Exercise aim:
A complete answer lists every line of the entries below where the string "LogFormat" appears.

Data excerpts:
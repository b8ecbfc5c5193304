// SPDX-License-Identifier: BUSL-1.1
// Copyright (c) 2026 Alfred Jean LLC

//! Pure priority scoring function (§4.C). No shared state; safe to call
//! from both the Admission Pipeline and the Admin Reconciler.

/// The priority term dominates any plausible timestamp term for priorities
/// within `[0, 10^15]` (§4.C).
const PRIORITY_SCALE: i64 = 1_000_000_000_000_000;

/// Inputs to the scoring function, already resolved from a job record.
#[derive(Debug, Clone, Copy)]
pub struct ScoreInputs {
    pub priority: i64,
    pub workflow_priority: Option<i64>,
    pub created_at_ms: i64,
    pub workflow_datetime_ms: Option<i64>,
}

impl ScoreInputs {
    pub fn effective_priority(&self) -> i64 {
        self.workflow_priority.unwrap_or(self.priority)
    }

    pub fn effective_time_ms(&self) -> i64 {
        self.workflow_datetime_ms.unwrap_or(self.created_at_ms)
    }
}

/// `score = effective_priority * 10^15 - floor(effective_time_ms / 1000)`
///
/// Consumed highest-score-first: strict priority dominance, FIFO within a
/// priority tier (§4.C, §8 invariants 2-4).
pub fn score(inputs: &ScoreInputs) -> i64 {
    let effective_priority = inputs.effective_priority();
    let effective_time_ms = inputs.effective_time_ms();
    effective_priority * PRIORITY_SCALE - effective_time_ms.div_euclid(1000)
}

#[cfg(test)]
mod tests {
    use super::*;

    fn inputs(priority: i64, created_at_ms: i64) -> ScoreInputs {
        ScoreInputs {
            priority,
            workflow_priority: None,
            created_at_ms,
            workflow_datetime_ms: None,
        }
    }

    #[test]
    fn score_matches_formula() {
        let s = score(&inputs(50, 1_700_000_000_000));
        assert_eq!(
            s,
            50 * PRIORITY_SCALE - 1_700_000_000_000i64.div_euclid(1000)
        );
    }

    #[test]
    fn workflow_priority_and_datetime_override_job_fields() {
        let inputs = ScoreInputs {
            priority: 10,
            workflow_priority: Some(90),
            created_at_ms: 1_700_000_000_000,
            workflow_datetime_ms: Some(1_600_000_000_000),
        };
        assert_eq!(inputs.effective_priority(), 90);
        assert_eq!(inputs.effective_time_ms(), 1_600_000_000_000);
    }

    // S1 — Priority dominance.
    #[test]
    fn higher_priority_wins_by_at_least_the_guaranteed_margin() {
        let low = score(&inputs(10, 1_700_000_000_000));
        let high = score(&inputs(90, 1_700_000_000_100));
        assert!(high > low);
        assert!(high - low >= 80 * PRIORITY_SCALE - 1);
    }

    // S2 — FIFO within tier.
    #[test]
    fn earlier_submission_wins_within_same_priority_tier() {
        let first = ScoreInputs {
            priority: 50,
            workflow_priority: None,
            created_at_ms: 0,
            workflow_datetime_ms: Some(1_700_000_000_000),
        };
        let second = ScoreInputs {
            priority: 50,
            workflow_priority: None,
            created_at_ms: 0,
            workflow_datetime_ms: Some(1_700_000_005_000),
        };
        assert!(score(&first) > score(&second));
    }

    #[test]
    fn invariant_any_two_pending_jobs_order_by_priority_then_recency() {
        let a = inputs(70, 1_700_000_000_000);
        let b = inputs(30, 1_700_000_000_000);
        assert!(score(&a) > score(&b));

        let older = inputs(50, 1_000);
        let newer = inputs(50, 2_000);
        assert!(score(&older) > score(&newer));
    }
}
// Copyright (c) 2026 Amunchain
// Licensed under the Apache License, Version 2.0 (the "License");
// you may not use this file except in compliance with the License.
// You may obtain a copy of the License at
//     http://www.apache.org/licenses/LICENSE-2.0
// Unless required by applicable law or agreed to in writing, software
// distributed under the License is distributed on an "AS IS" BASIS,
// WITHOUT WARRANTIES OR CONDITIONS OF ANY KIND, either express or implied.
// See the License for the specific language governing permissions and
// limitations under the License.

#![forbid(unsafe_code)]
#![warn(missing_docs)]

//! Alert registry host (systemd-friendly).
//! Opens the registry state and serves Prometheus metrics until shutdown.

use std::sync::Arc;

use amunchain_alerts::core::registry::{AlertRegistry, RegistryLimits};
use amunchain_alerts::core::types::{LogFormat, RegistryConfig};
use amunchain_alerts::monitoring::metrics::Metrics;
use anyhow::{Context, Result};
use axum::{extract::State, http::StatusCode, routing::get, Router};
use tokio::net::TcpListener;
use tokio::signal;
use tracing::{info, warn};

fn init_logging(format: LogFormat) {
    let _ = match format {
        LogFormat::Json => tracing_subscriber::fmt()
            .json()
            .with_target(false)
            .try_init(),
        LogFormat::Compact => tracing_subscriber::fmt()
            .with_target(false)
            .with_level(true)
            .compact()
            .try_init(),
    };
}

fn load_config() -> Result<RegistryConfig> {
    let path = std::env::args()
        .nth(1)
        .or_else(|| std::env::var("AMUN_ALERTS_CONFIG").ok());
    match path {
        Some(p) => RegistryConfig::load(&p).with_context(|| format!("config {p}")),
        None => Ok(RegistryConfig::default()),
    }
}

async fn metrics_handler(State(metrics): State<Arc<Metrics>>) -> Result<String, StatusCode> {
    metrics
        .render()
        .map_err(|_| StatusCode::INTERNAL_SERVER_ERROR)
}

async fn health_handler() -> &'static str {
    "ok"
}

async fn shutdown_signal() {
    let ctrl_c = async {
        if let Err(e) = signal::ctrl_c().await {
            warn!(?e, "ctrl-c handler unavailable");
            std::future::pending::<()>().await;
        }
    };

    #[cfg(unix)]
    let terminate = async {
        match signal::unix::signal(signal::unix::SignalKind::terminate()) {
            Ok(mut s) => {
                s.recv().await;
            }
            Err(e) => {
                warn!(?e, "SIGTERM handler unavailable");
                std::future::pending::<()>().await;
            }
        }
    };

    #[cfg(not(unix))]
    let terminate = std::future::pending::<()>();

    tokio::select! {
        _ = ctrl_c => info!("received ctrl-c, shutting down"),
        _ = terminate => info!("received SIGTERM, shutting down"),
    }
}

#[tokio::main]
async fn main() -> Result<()> {
    let cfg = load_config()?;
    init_logging(cfg.logging.format);

    let metrics = Arc::new(Metrics::new().context("metrics init")?);
    let registry = AlertRegistry::open(&cfg.node.data_dir)
        .context("open registry state")?
        .with_limits(RegistryLimits::from(cfg.limits))
        .with_metrics(metrics.clone());

    info!(
        name = %cfg.node.name,
        data_dir = %cfg.node.data_dir,
        version = env!("CARGO_PKG_VERSION"),
        git_sha = option_env!("VERGEN_GIT_SHA").unwrap_or("unknown"),
        build_ts = option_env!("VERGEN_BUILD_TIMESTAMP").unwrap_or("unknown"),
        "alert registry starting"
    );
    info!(
        last_alert_id = registry.last_alert_id()?.0,
        state_root = %hex::encode(registry.state_root()?),
        "registry state loaded"
    );

    let app = Router::new()
        .route("/metrics", get(metrics_handler))
        .route("/health", get(health_handler))
        .with_state(metrics);

    let listener = TcpListener::bind(&cfg.http.listen_addr)
        .await
        .with_context(|| format!("bind {}", cfg.http.listen_addr))?;
    info!(addr = %cfg.http.listen_addr, "metrics endpoint listening");

    axum::serve(listener, app)
        .with_graceful_shutdown(shutdown_signal())
        .await?;

    let flushed = registry.store().flush()?;
    info!(flushed, "alert registry stopped");
    Ok(())
}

Response area:
use amunchain_alerts::core::types::{LogFormat, RegistryConfig};
fn init_logging(format: LogFormat) {
        LogFormat::Json => tracing_subscriber::fmt()
        LogFormat::Compact => tracing_subscriber::fmt()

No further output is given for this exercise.